The Angels traded the farm to get Dan Haren a few years ago; would they make that same trade again?  Photo unknown via wikipedia

The Angels traded the farm to get Dan Haren a few years ago; would they make that same trade again? Photo unknown via wikipedia

When Jean Segura took off this season (especially well-known to fantasy baseball players, who were able to suddenly get a top-10 guy off the waiver wire), people asked, “Where’d he come from?”  Well, like many other rising stud prospects this season he was once the property of the Los Angeles Angels.  But the Angels have not valued their prospects much lately, and have traded away a slew of talented guys chasing after the playoffs in the last few years.
Here’s a quick look at the Angels’ prospect-involved trades as of late:
  • July 2010: Traded Patrick Corbin, Tyler Skaggs, Rafael Rodriguez and Joe Saunders -> Arizona for Dan Haren.
  • Nov 2011: Traded Tyler Chatwood -> Colorado for Chris Ianetta
  • July 2012: Traded Jean Segura and 2 minor leaguers -> Milwaukee for Zack Greinke rental
  • Nov 2012: Traded Jordan Walden -> Atlanta for Tommy Hanson
So, what do they have to show for these prospects-for-veteran trades?  After making the playoffs in 2009 but losing in the ALCS:
  • In 2010 with Haren, they finished in 3rd place, two games under .500 and 10 games back of the divisional winner Texas.
  • in 2011 with Haren in the rotation for a full season, they finished in 2nd place, again 10 games back of Texas.
  • in 2012 with both Haren, Ianetta and the Greinke rental they finished in 3rd again, 4 games out of the wild card.
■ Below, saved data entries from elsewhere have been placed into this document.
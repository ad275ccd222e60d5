//! Deadline phrases: "by friday", "by 12.05", "by 12.05.2025".
//!
//! A deadline always lands on 23:59:00 of the resolved day.

use std::sync::LazyLock;

use chrono::{NaiveDate, NaiveDateTime};
use regex::Regex;

use crate::{
  lexicon::{self, DEADLINE_WEEKDAYS, END_OF_DAY_CLOCK, EVENT_WEEKDAYS},
  span::Found,
  temporal::{self, ON_WEEKDAY_RE},
};

static BY_WEEKDAY_RE: LazyLock<Regex> = LazyLock::new(|| {
  let names = lexicon::weekday_alternation(DEADLINE_WEEKDAYS);
  Regex::new(&format!(r"(?i)\bby\s+({names})\b")).expect("valid deadline weekday regex")
});

static BY_DATE_RE: LazyLock<Regex> = LazyLock::new(|| {
  Regex::new(r"(?i)\bby\s+(\d{1,2})[./](\d{1,2})(?:[./](\d{2,4}))?\b")
    .expect("valid deadline date regex")
});

/// `date` at 23:59:00.
pub fn end_of_day(date: NaiveDate) -> NaiveDateTime {
  date.and_time(lexicon::clock(END_OF_DAY_CLOCK))
}

/// Resolve a "by <weekday>" or "by <date>" deadline.
///
/// A weekday resolves to its next occurrence strictly after `now`, the same
/// way event weekdays do. An impossible date means "no deadline".
pub fn find_deadline(text: &str, now: NaiveDateTime) -> Option<Found<NaiveDateTime>> {
  if let Some(caps) = BY_WEEKDAY_RE.captures(text)
    && let Some(weekday) = lexicon::lookup_weekday(DEADLINE_WEEKDAYS, &caps[1])
  {
    let date = temporal::resolve_weekday(now, weekday);
    return Some(Found::new(end_of_day(date), caps.get(0)?.range()));
  }

  let caps = BY_DATE_RE.captures(text)?;
  let date = temporal::date_from_captures(&caps, now)?;
  Some(Found::new(end_of_day(date), caps.get(0)?.range()))
}

pub fn parse_deadline(text: &str, now: NaiveDateTime) -> Option<NaiveDateTime> {
  find_deadline(text, now).map(|found| found.value)
}

/// Does the text carry a "by <weekday>" or "by <date>" phrase?
pub fn has_deadline_phrase(text: &str) -> bool {
  BY_WEEKDAY_RE.is_match(text) || BY_DATE_RE.is_match(text)
}

/// An "on <weekday>" mention read as a deadline, for tasks that name a day
/// without saying "by".
pub fn weekday_deadline(text: &str, now: NaiveDateTime) -> Option<NaiveDateTime> {
  let caps = ON_WEEKDAY_RE.captures(text)?;
  let weekday = lexicon::lookup_weekday(EVENT_WEEKDAYS, &caps[1])?;
  Some(end_of_day(temporal::resolve_weekday(now, weekday)))
}
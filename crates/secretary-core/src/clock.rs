//! Source of "now" for everything that resolves relative dates.
//!
//! All times are naive local wall-clock times; there is no timezone handling.

use chrono::{Local, NaiveDateTime};

pub trait Clock: Send + Sync {
  fn now(&self) -> NaiveDateTime;
}

/// The process's local wall clock.
#[derive(Debug, Clone, Copy, Default)]
pub struct SystemClock;

impl Clock for SystemClock {
  fn now(&self) -> NaiveDateTime { Local::now().naive_local() }
}

/// A clock frozen at a single instant.
#[derive(Debug, Clone, Copy)]
pub struct FixedClock(pub NaiveDateTime);

impl Clock for FixedClock {
  fn now(&self) -> NaiveDateTime { self.0 }
}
And now in 2013 they’re scuffling despite hundreds of millions of dollars spent in the FA market on Albert Pujols and Josh Hamilton. The only things they have left to show for all the above trades are Ianetta’s .213 batting average and an injured Hanson.  But now they’re missing three potential front-line starter prospects, a closer-quality reliever and one of the more dynamic young infielders in the game.  Oh, and to fill in for those missing starters they’ve

When the San Francisco giants traded uber starter prospect Zach Wheeler for a 2 month rental of Carlos Beltran in 2011 in a failed attempt to get back to the playoffs, scouting pundits and Giants fans howled in derision.   Its harder to criticize the Giants moves in general (two World Series in the last three years) , but now with Tim Lincecum looking like the highest paid middle reliever in baseball history and with regular AAA pitcher tryouts to fill Ryan Vogelsong‘s 5th starter spot, you can only wonder what that team would look like with the newly promoted Wheeler slotting in behind their big guns Matt Cain and Madison Bumgarner.
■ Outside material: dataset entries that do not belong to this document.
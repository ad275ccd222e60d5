//! Display formats for dates and times, and the two sentinel clock times.

use chrono::{NaiveDate, NaiveDateTime};

use crate::lexicon::{self, DEFAULT_CLOCK, END_OF_DAY_CLOCK};

/// `dd.mm.yyyy`
pub fn format_date(date: NaiveDate) -> String { date.format("%d.%m.%Y").to_string() }

/// `dd.mm.yyyy HH:MM`
pub fn format_datetime(at: NaiveDateTime) -> String {
  at.format("%d.%m.%Y %H:%M").to_string()
}

/// `HH:MM`
pub fn format_clock(at: NaiveDateTime) -> String { at.format("%H:%M").to_string() }

/// `dd.mm HH:MM`
pub fn format_day_clock(at: NaiveDateTime) -> String {
  at.format("%d.%m %H:%M").to_string()
}

/// `HH:MM-HH:MM` for an interval, `HH:MM` for a point.
pub fn format_clock_range(start: NaiveDateTime, end: Option<NaiveDateTime>) -> String {
  match end {
    Some(end) if end > start => format!("{}-{}", format_clock(start), format_clock(end)),
    _ => format_clock(start),
  }
}

/// A deadline normalised to the end of its day (23:59:00).
pub fn is_end_of_day(at: NaiveDateTime) -> bool { at.time() == lexicon::clock(END_OF_DAY_CLOCK) }

/// The time assumed when only a day was named (10:00:00).
pub fn is_default_morning(at: NaiveDateTime) -> bool { at.time() == lexicon::clock(DEFAULT_CLOCK) }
Some GMs over-value prospects and hoard them, while some under-value them and have no problem flipping them for proven major league talent.  What I’m afraid of as a Nats fan, right now, is our GM panicking and trading away (ala the Angels over the past few years) even more of our long-term prospect depth chasing the short-term goal.  Especially if we trade away guys and then still don’t make the post-season.  I realize this is a hedge towards the rumors we’re hearing about how Mike Rizzo is “heavily working the phones,” but I don’t think we should break the bank and trade one of our best prospects for 3 months worth of a guy like Matt Garza.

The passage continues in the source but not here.